### [Problem to solve]
Repeat every line of the following material exactly.

╭──

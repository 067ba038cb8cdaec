//! Error type definitions.

use std::time::Duration;

use log::SetLoggerError;
use thiserror::Error;

/// Error types for initialization failures.
#[derive(Error, Debug)]
#[allow(clippy::enum_variant_names)] // All variants end with "Error" by convention
pub enum InitializationError {
    /// Error initializing the logger.
    #[error("Logger initialization error: {0}")]
    LoggerError(#[from] SetLoggerError),
}

/// Reasons a domain string is rejected before any network call.
#[derive(Error, Debug, Clone, PartialEq, Eq)]
pub enum DomainError {
    /// Nothing left after trimming and stripping scheme, path and port.
    #[error("domain is empty")]
    Empty,

    /// Longer than the 253 characters a DNS name can carry.
    #[error("domain exceeds 253 characters ({0})")]
    TooLong(usize),

    /// IP literals have no mail-authentication records.
    #[error("IP addresses cannot be assessed: {0}")]
    IpAddress(String),

    /// A single-label name such as `localhost`.
    #[error("domain must contain at least two labels: {0}")]
    SingleLabel(String),

    /// A label breaks hostname syntax (length, characters, hyphen placement).
    #[error("invalid label '{label}' in {domain}")]
    InvalidLabel {
        /// Full normalized domain
        domain: String,
        /// Offending label
        label: String,
    },

    /// The top-level label is not alphabetic or is too short.
    #[error("invalid top-level domain in {0}")]
    InvalidTld(String),

    /// Input had a scheme but could not be parsed as a URL with a host.
    #[error("could not extract a host from '{0}'")]
    Unparsable(String),
}

/// Failures that prevent a scan from producing a [`crate::ScanResult`].
#[derive(Error, Debug)]
pub enum AssessError {
    /// The domain failed syntax validation; no DNS query was made.
    #[error("invalid domain: {0}")]
    InvalidDomain(#[from] DomainError),

    /// The requested scoring rubric does not exist.
    #[error("unknown score version '{0}'")]
    UnknownScoreVersion(String),

    /// The scan deadline passed before any check produced a result.
    #[error("scan deadline of {0:?} elapsed before any check completed")]
    DeadlineElapsed(Duration),
}

/// A malformed fragment inside an SPF, DKIM or DMARC record.
///
/// Parsers collect these instead of aborting so the rest of the record can still be scored.
#[derive(Error, Debug, Clone, PartialEq, Eq)]
#[error("'{fragment}': {reason}")]
pub struct RecordSyntaxError {
    /// The token or tag as it appeared in the record
    pub fragment: String,
    /// Why it was rejected
    pub reason: String,
}

impl RecordSyntaxError {
    pub fn new(fragment: impl Into<String>, reason: impl Into<String>) -> Self {
        Self {
            fragment: fragment.into(),
            reason: reason.into(),
        }
    }
}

╰──

### [Answer]
repository 067ba038cb8cdaec
//! Error type definitions.

use std::time::Duration;

use log::SetLoggerError;
use thiserror::Error;

/// Error types for initialization failures.
#[derive(Error, Debug)]
#[allow(clippy::enum_variant_names)] // All variants end with "Error" by convention
pub enum InitializationError {
    /// Error initializing the logger.
    #[error("Logger initialization error: {0}")]
    LoggerError(#[from] SetLoggerError),
}

/// Reasons a domain string is rejected before any network call.
#[derive(Error, Debug, Clone, PartialEq, Eq)]
pub enum DomainError {
    /// Nothing left after trimming and stripping scheme, path and port.
    #[error("domain is empty")]
    Empty,

    /// Longer than the 253 characters a DNS name can carry.
    #[error("domain exceeds 253 characters ({0})")]
    TooLong(usize),

    /// IP literals have no mail-authentication records.
    #[error("IP addresses cannot be assessed: {0}")]
    IpAddress(String),

    /// A single-label name such as `localhost`.
    #[error("domain must contain at least two labels: {0}")]
    SingleLabel(String),

    /// A label breaks hostname syntax (length, characters, hyphen placement).
    #[error("invalid label '{label}' in {domain}")]
    InvalidLabel {
        /// Full normalized domain
        domain: String,
        /// Offending label
        label: String,
    },

    /// The top-level label is not alphabetic or is too short.
    #[error("invalid top-level domain in {0}")]
    InvalidTld(String),

    /// Input had a scheme but could not be parsed as a URL with a host.
    #[error("could not extract a host from '{0}'")]
    Unparsable(String),
}

/// Failures that prevent a scan from producing a [`crate::ScanResult`].
#[derive(Error, Debug)]
pub enum AssessError {
    /// The domain failed syntax validation; no DNS query was made.
    #[error("invalid domain: {0}")]
    InvalidDomain(#[from] DomainError),

    /// The requested scoring rubric does not exist.
    #[error("unknown score version '{0}'")]
    UnknownScoreVersion(String),

    /// The scan deadline passed before any check produced a result.
    #[error("scan deadline of {0:?} elapsed before any check completed")]
    DeadlineElapsed(Duration),
}

/// A malformed fragment inside an SPF, DKIM or DMARC record.
///
/// Parsers collect these instead of aborting so the rest of the record can still be scored.
#[derive(Error, Debug, Clone, PartialEq, Eq)]
#[error("'{fragment}': {reason}")]
pub struct RecordSyntaxError {
    /// The token or tag as it appeared in the record
    pub fragment: String,
    /// Why it was rejected
    pub reason: String,
}

impl RecordSyntaxError {
    pub fn new(fragment: impl Into<String>, reason: impl Into<String>) -> Self {
        Self {
            fragment: fragment.into(),
            reason: reason.into(),
        }
    }
}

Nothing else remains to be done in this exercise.